Thursday, December 28, 2017

Four Hours in Rome

Our reason for this trip to Italy is helping with our Italian Granddaughter while our daughter trains as a yoga teacher. A very good reason to be here, but I hadn't really examined how it might conflict with some expectations I'd nursed. For our first week here,  it was no hardship at all to be this close to Rome without getting to the city because, after all . . .  Little Girl!
Daughter and son-in-law gave directions for commuting into Rome: a twelve-minute drive to the nearest station, park, and we could be riding a tram in Trastevere in thirty minutes. That first week, though, momentum was slow in the mornings, and once we got going, we were content with a workout or run; later we'd mosey along the waterfront, stop for coffee, indulge in a lazy lunch, plan and shop for the evening meal. Above all, we were focused on pedalling the 3 kilometres to daycare pick-up so we'd be waiting when She came hurtling out the doors. (Hurtling, and then wheedling -- for five minutes in the playground, or for a stop at Old MacDonald's on the way home, or for a visit to the playground at The Dog Park)
Time for some window-shopping as well, and if I'd had a bigger bag, my own porter,  and way more cupboard space at home, I'd have been seriously tempted by these fellows. . . 
 Somehow, I'd nurtured an illusion of picking up a few Christmas gifts in Rome (I'd brought a few picture books for Little Girl, but wanted a Christmas-morning something for her Papa, and her Granddad). Turns out that, do-able as I'd imagined the commute to be,  I faltered when I pictured a missed train, or the car being towed because we'd parked in the wrong place, or anything that might make us late, have her waiting, anxious. Instead,  I made peace with staying local, and we explored the small town my daughter's family inhabit, where I found a few little regali to wrap.  Son-in-law drove us into Rome on Saturday evening to see the Vatican lit up and admires its giant Christmas tree, to stroll that immense plaza at St. Peter's with gelati, a magical outing that meant we'd at least made it into Rome one day this trip.
 And then Christmas meals to prepare, greengrocers and fishmongers and butchers to visit, and I wasn't thinking much about Rome, instead focussing on being present here.
 Boxing Day -- the Feast of St. Stephen here -- I woke with a cold,  so the guys headed off with the Granddaughter to check out some villas outside The Eternal City. We'd decided to shift our road trip south a bit later in the week, preferring to stay closer to comfort given the storm that's rolled in. But that meant, I could see, that we were running out of longer days for Pater and I to head into Rome on our own before regular daycare schedule resumes.
 And I might have been caught sulking for a minute or two. Sure, I've been to Rome a few times now, and we've had some good outings this visit (Villa d'Este, especially, that trip to the Vatican, the villas, if only I'd been well enough to go along), but in between coughing ferociously and sneezing into my kleenex, I realized I'd really been counting on at least three things:

One: I wanted to get to Sora Margharita and introduce Paul to the deep-fried artichokes -- carciofi alla giudia-- I'd enjoyed there last time. (Top photo: Done!)

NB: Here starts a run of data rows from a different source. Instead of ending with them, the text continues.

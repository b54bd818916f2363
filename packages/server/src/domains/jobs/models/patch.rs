use chrono::{DateTime, Utc};
use serde::{Deserialize, Serialize};
use typed_builder::TypedBuilder;

use super::job::{Elapsed, JobState};
use crate::common::ScanId;

/// A sparse update. `None` (absent or explicit `null`) leaves the stored
/// value untouched; fields cannot be cleared through a patch.
#[derive(Debug, Clone, Default, PartialEq, Eq, Serialize, Deserialize, TypedBuilder)]
#[builder(field_defaults(default, setter(strip_option)))]
pub struct JobPatch {
    #[serde(default)]
    pub slurm_id: Option<i64>,
    #[serde(default)]
    pub state: Option<JobState>,
    #[serde(default)]
    pub output: Option<String>,
    #[serde(default)]
    pub elapsed: Option<Elapsed>,
    #[serde(default)]
    pub submit: Option<DateTime<Utc>>,
    #[serde(default)]
    pub notes: Option<String>,
    /// Scan to link the job to. Links are only ever added.
    #[serde(default)]
    pub scan_id: Option<ScanId>,
}

impl JobPatch {
    /// Patch that only links a scan.
    pub fn link(scan_id: ScanId) -> Self {
        Self {
            scan_id: Some(scan_id),
            ..Self::default()
        }
    }
}

#[cfg(test)]
mod tests {
    use super::*;

    #[test]
    fn null_and_absent_fields_are_equivalent() {
        let explicit: JobPatch =
            serde_json::from_str(r#"{"state": "RUNNING", "slurm_id": null}"#).unwrap();
        let sparse: JobPatch = serde_json::from_str(r#"{"state": "RUNNING"}"#).unwrap();
        assert_eq!(explicit, sparse);
        assert_eq!(sparse.state, Some(JobState::Running));
        assert_eq!(sparse.slurm_id, None);
    }

    #[test]
    fn link_patch_carries_only_the_scan() {
        let patch = JobPatch::link(ScanId::from_i64(3));
        assert_eq!(patch.scan_id, Some(ScanId::from_i64(3)));
        assert_eq!(
            JobPatch {
                scan_id: None,
                ..patch
            },
            JobPatch::default()
        );
    }

    #[test]
    fn builder_sets_only_named_fields() {
        let patch = JobPatch::builder().notes("ok".to_string()).build();
        assert_eq!(patch.notes.as_deref(), Some("ok"));
        assert!(patch.state.is_none());
    }
}
//! Test harness with testcontainers for integration testing.
//!
//! One Postgres container is shared by every test in the binary. Each
//! harness gets its own freshly migrated database on that container, so
//! id sequences and neighbor lookups are not disturbed by parallel tests.

use anyhow::{Context, Result};
use jobs_core::domains::jobs::store::PostgresJobStore;
use sqlx::PgPool;
use std::sync::Arc;
use testcontainers::runners::AsyncRunner;
use testcontainers::{ContainerAsync, ImageExt};
use testcontainers_modules::postgres::Postgres;
use tokio::sync::OnceCell;
use uuid::Uuid;

/// Shared test infrastructure that persists across all tests.
struct SharedTestInfra {
    /// Server URL without a database name
    server_url: String,
    // Keep the container alive for the entire test run
    _postgres: ContainerAsync<Postgres>,
}

/// Global shared infrastructure - initialized once, reused by all tests.
static SHARED_INFRA: OnceCell<SharedTestInfra> = OnceCell::const_new();

impl SharedTestInfra {
    async fn init() -> Result<Self> {
        // Run tests with: RUST_LOG=debug cargo test -- --ignored --nocapture
        let _ = tracing_subscriber::fmt()
            .with_env_filter(tracing_subscriber::EnvFilter::from_default_env())
            .with_test_writer()
            .try_init();

        let postgres = Postgres::default()
            .with_tag("16")
            .with_cmd(["-c", "max_connections=200"])
            .start()
            .await
            .context("Failed to start Postgres container")?;

        let pg_host = postgres.get_host().await?;
        let pg_port = postgres.get_host_port_ipv4(5432).await?;
        let server_url = format!("postgresql://postgres:postgres@{}:{}", pg_host, pg_port);

        Ok(Self {
            server_url,
            _postgres: postgres,
        })
    }

    async fn get() -> &'static Self {
        SHARED_INFRA
            .get_or_init(|| async {
                Self::init()
                    .await
                    .expect("Failed to initialize shared test infrastructure")
            })
            .await
    }
}

/// Per-test database plus a store over it.
pub struct TestHarness {
    pub db_pool: PgPool,
    pub store: Arc<PostgresJobStore>,
}

impl TestHarness {
    /// Creates and migrates a fresh database on the shared container.
    pub async fn new() -> Result<Self> {
        let infra = SharedTestInfra::get().await;

        let db_name = format!("jobs_test_{}", Uuid::new_v4().simple());
        let admin = PgPool::connect(&format!("{}/postgres", infra.server_url))
            .await
            .context("Failed to connect to Postgres")?;
        let create = format!("CREATE DATABASE {}", db_name);
        sqlx::query(&create)
            .execute(&admin)
            .await
            .context("Failed to create test database")?;
        admin.close().await;

        let db_pool = PgPool::connect(&format!("{}/{}", infra.server_url, db_name))
            .await
            .context("Failed to connect to test database")?;

        sqlx::migrate!("./migrations")
            .run(&db_pool)
            .await
            .context("Failed to run migrations")?;

        Ok(Self {
            store: Arc::new(PostgresJobStore::new(db_pool.clone())),
            db_pool,
        })
    }
}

Presepe (Nativity Scene) at a side altar (not far from Raphael's tomb)
 Despite the increasingly horrid weather (you might have seen the ten-second video I posted on Instagram as we were huddled under umbrellas on the leeward side of a Roman street, rain, then hail, lashing down), I insisted we head to the Pantheon. Such an aesthetically gratifying and historically and spiritually rich building, I feel something close to grace, to beneficence, there, and to be that close and not partake seemed a foolishness to avoid. And, as you can see by the photos (few and of limited quality -- so dark in there, and I'm not keen anymore to be all camera-happy in that space), that Two on my list also got checked off, Done.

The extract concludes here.